# THE INPUT:
use crate::error::{Error, Result};
use regex::Regex;
use serde::{Deserialize, Serialize};
use std::collections::BTreeSet;
use std::fmt;

pub const METRIC_NAME: &str = "__name__";

#[derive(Debug, Clone, PartialEq, Eq, Hash, PartialOrd, Ord, Serialize, Deserialize)]
pub struct Label {
    pub name: String,
    pub value: String,
}

impl Label {
    pub fn new(name: impl Into<String>, value: impl Into<String>) -> Self {
        Self {
            name: name.into(),
            value: value.into(),
        }
    }
}

/// Identity of a series: label pairs with unique names, kept sorted by name so
/// that insertion order does not matter. Labels with an empty value are
/// equivalent to absent ones and are dropped.
#[derive(Debug, Clone, Default, PartialEq, Eq, Hash, PartialOrd, Ord, Serialize, Deserialize)]
pub struct LabelSet(Vec<Label>);

impl LabelSet {
    pub fn new(labels: impl IntoIterator<Item = Label>) -> Result<Self> {
        let mut labels: Vec<Label> = labels
            .into_iter()
            .filter(|l| !l.value.is_empty())
            .collect();
        labels.sort();

        for l in labels.iter() {
            if l.name.is_empty() {
                return Err(Error::invalid_argument("label name must not be empty"));
            }
        }
        for w in labels.windows(2) {
            if w[0].name == w[1].name {
                return Err(Error::invalid_argument(format!(
                    "Duplicate label {} in series",
                    w[0].name
                )));
            }
        }

        Ok(Self(labels))
    }

    pub fn from_pairs<'a>(pairs: impl IntoIterator<Item = (&'a str, &'a str)>) -> Result<Self> {
        Self::new(pairs.into_iter().map(|(n, v)| Label::new(n, v)))
    }

    pub fn get(&self, name: &str) -> Option<&str> {
        self.0
            .binary_search_by(|l| l.name.as_str().cmp(name))
            .ok()
            .map(|i| self.0[i].value.as_str())
    }

    pub fn iter(&self) -> impl Iterator<Item = &Label> {
        self.0.iter()
    }

    pub fn len(&self) -> usize {
        self.0.len()
    }

    pub fn is_empty(&self) -> bool {
        self.0.is_empty()
    }
}

impl fmt::Display for LabelSet {
    fn fmt(&self, f: &mut fmt::Formatter<'_>) -> fmt::Result {
        f.write_str("{")?;
        for (i, l) in self.0.iter().enumerate() {
            if i > 0 {
                f.write_str(", ")?;
            }
            write!(f, "{}={:?}", l.name, l.value)?;
        }
        f.write_str("}")
    }
}

#[derive(Debug, Clone)]
pub enum MatcherKind {
    Equal(String),
    NotEqual(String),
    Regex(Regex),
    NotRegex(Regex),
    In(BTreeSet<String>),
}

/// A predicate on the value of one label. An absent label has the value "".
#[derive(Debug, Clone)]
pub struct Matcher {
    name: String,
    kind: MatcherKind,
}

impl Matcher {
    pub fn equal(name: impl Into<String>, value: impl Into<String>) -> Self {
        Self {
            name: name.into(),
            kind: MatcherKind::Equal(value.into()),
        }
    }

    pub fn not_equal(name: impl Into<String>, value: impl Into<String>) -> Self {
        Self {
            name: name.into(),
            kind: MatcherKind::NotEqual(value.into()),
        }
    }

    /// The pattern must match the whole value.
    pub fn regex(name: impl Into<String>, pattern: &str) -> Result<Self> {
        Ok(Self {
            name: name.into(),
            kind: MatcherKind::Regex(anchored(pattern)?),
        })
    }

    pub fn not_regex(name: impl Into<String>, pattern: &str) -> Result<Self> {
        Ok(Self {
            name: name.into(),
            kind: MatcherKind::NotRegex(anchored(pattern)?),
        })
    }

    pub fn one_of<I, S>(name: impl Into<String>, values: I) -> Self
    where
        I: IntoIterator<Item = S>,
        S: Into<String>,
    {
        Self {
            name: name.into(),
            kind: MatcherKind::In(values.into_iter().map(Into::into).collect()),
        }
    }

    pub fn name(&self) -> &str {
        &self.name
    }

    pub fn kind(&self) -> &MatcherKind {
        &self.kind
    }

    pub fn matches(&self, value: &str) -> bool {
        match &self.kind {
            MatcherKind::Equal(v) => v == value,
            MatcherKind::NotEqual(v) => v != value,
            MatcherKind::Regex(re) => re.is_match(value),
            MatcherKind::NotRegex(re) => !re.is_match(value),
            MatcherKind::In(values) => values.contains(value),
        }
    }

    pub fn matches_labels(&self, labels: &LabelSet) -> bool {
        self.matches(labels.get(&self.name).unwrap_or(""))
    }
}

fn anchored(pattern: &str) -> Result<Regex> {
    Regex::new(&format!("^(?:{})$", pattern))
        .map_err(|e| Error::invalid_argument(format!("invalid regex {:?}: {}", pattern, e)))
}

#[cfg(test)]
mod tests {
    use super::*;

    #[test]
    fn label_set_is_order_independent() {
        let a = LabelSet::from_pairs([("b", "2"), ("a", "1")]).unwrap();
        let b = LabelSet::from_pairs([("a", "1"), ("b", "2")]).unwrap();
        assert_eq!(a, b);
        assert_eq!(a.get("a"), Some("1"));
        assert_eq!(a.get("c"), None);
        assert_eq!(a.to_string(), r#"{a="1", b="2"}"#);
    }

    #[test]
    fn duplicate_names_are_rejected() {
        let err = LabelSet::from_pairs([("a", "1"), ("a", "2")]).unwrap_err();
        assert!(matches!(err, Error::InvalidArgument(_)));
    }

    #[test]
    fn empty_values_are_dropped() {
        let ls = LabelSet::from_pairs([("a", "1"), ("b", "")]).unwrap();
        assert_eq!(ls.len(), 1);
    }

    #[test]
    fn matchers() {
        let ls = LabelSet::from_pairs([(METRIC_NAME, "allocs"), ("pod", "api-7")]).unwrap();

        assert!(Matcher::equal(METRIC_NAME, "allocs").matches_labels(&ls));
        assert!(!Matcher::not_equal(METRIC_NAME, "allocs").matches_labels(&ls));
        assert!(Matcher::regex("pod", "api-.*").unwrap().matches_labels(&ls));
        assert!(!Matcher::regex("pod", "api").unwrap().matches_labels(&ls));
        assert!(Matcher::not_regex("pod", "web-.*").unwrap().matches_labels(&ls));
        assert!(Matcher::one_of("pod", ["api-7", "api-8"]).matches_labels(&ls));
        assert!(Matcher::equal("missing", "").matches_labels(&ls));
        assert!(Matcher::regex("pod", "(").is_err());
    }
}
use anyhow::Context;
use chrono::{TimeZone, Utc};
use profstore::config::Config;
use profstore::normalizer::{decode_pprof, PprofConverter};
use profstore::query::{MergeSelection, Querier, Query, ValidatedQuery};
use profstore::querypb::query_request::ReportType;
use profstore::querypb::query_response::Report;
use profstore::storage::{Db, LabelSet, Matcher, METRIC_NAME};
use std::collections::BTreeMap;
use std::sync::Arc;
use tokio_util::sync::CancellationToken;

const USAGE: &str = "usage: profstore [--config <file>] <pprof file>...";

#[tokio::main]
async fn main() -> anyhow::Result<()> {
    let mut args = std::env::args().skip(1).peekable();
    let config = match args.peek().map(String::as_str) {
        Some("--config") => {
            args.next();
            let path = args.next().context(USAGE)?;
            Config::from_path(path)?
        }
        Some("-h") | Some("--help") => {
            println!("{}", USAGE);
            return Ok(());
        }
        _ => Config::default(),
    };
    let paths: Vec<String> = args.collect();

    colog::default_builder()
        .filter_level(config.level_filter()?)
        .init();

    let metastore = Arc::new(config.open_metastore()?);
    let db = Arc::new(Db::new(Arc::clone(&metastore)));
    let querier = Querier::with_config(Arc::clone(&db), &config);

    // Sample type name -> (earliest, latest) ingested timestamp.
    let mut ingested: BTreeMap<String, (i64, i64)> = BTreeMap::new();

    for path in paths.iter() {
        let raw = std::fs::read(path).with_context(|| format!("Failed to read {}", path))?;
        let doc = decode_pprof(&raw).with_context(|| format!("Failed to decode {}", path))?;
        let converter = PprofConverter::new(&metastore, &doc).await?;

        for profile in converter.profiles(path)? {
            let name = match profile.meta.sample_type.type_.as_str() {
                "" => path.clone(),
                t => t.to_string(),
            };
            let labels = LabelSet::from_pairs([(METRIC_NAME, name.as_str())])?;
            let ts = profile.timestamp();

            log::info!(
                "Ingesting {} ({} samples) from {} at {}",
                name,
                profile.samples.len(),
                path,
                Utc.timestamp_nanos(ts)
            );
            if let Err(e) = db.appender(&labels)?.append(profile).await {
                log::warn!("Skipping {} from {}: {}", name, path, e);
                continue;
            }

            let range = ingested.entry(name).or_insert((ts, ts));
            range.0 = range.0.min(ts);
            range.1 = range.1.max(ts);
        }
    }

    if ingested.is_empty() {
        log::warn!("No profiles ingested");
        return Ok(());
    }

    for (name, (start, end)) in ingested {
        let q = ValidatedQuery {
            query: Query::Merge(MergeSelection {
                matchers: vec![Matcher::equal(METRIC_NAME, name.as_str())],
                start,
                end: end.saturating_add(1),
            }),
            report_type: ReportType::Top,
        };

        let top = match querier.run(&q, &CancellationToken::new()).await?.report {
            Some(Report::Top(top)) => top,
            _ => anyhow::bail!("Query for {} did not return a top table", name),
        };

        println!(
            "{} from {} to {}: total {} {}",
            name,
            Utc.timestamp_nanos(start),
            Utc.timestamp_nanos(end),
            top.total,
            top.unit
        );
        println!("{:>14} {:>14}  function", "flat", "cum");
        for node in top.list.iter() {
            let function = node.meta.as_ref().map_or("", |m| m.function_name.as_str());
            println!("{:>14} {:>14}  {}", node.flat, node.cumulative, function);
        }
        println!();
    }

    Ok(())
}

# WHAT THE TASK ASKS:
Set every line down again exactly. Begin with the first line of the entries and finish with the line containing "empty value are".

# ANSWER BELOW:
use crate::error::{Error, Result};
use regex::Regex;
use serde::{Deserialize, Serialize};
use std::collections::BTreeSet;
use std::fmt;

pub const METRIC_NAME: &str = "__name__";

#[derive(Debug, Clone, PartialEq, Eq, Hash, PartialOrd, Ord, Serialize, Deserialize)]
pub struct Label {
    pub name: String,
    pub value: String,
}

impl Label {
    pub fn new(name: impl Into<String>, value: impl Into<String>) -> Self {
        Self {
            name: name.into(),
            value: value.into(),
        }
    }
}

/// Identity of a series: label pairs with unique names, kept sorted by name so
/// that insertion order does not matter. Labels with an empty value are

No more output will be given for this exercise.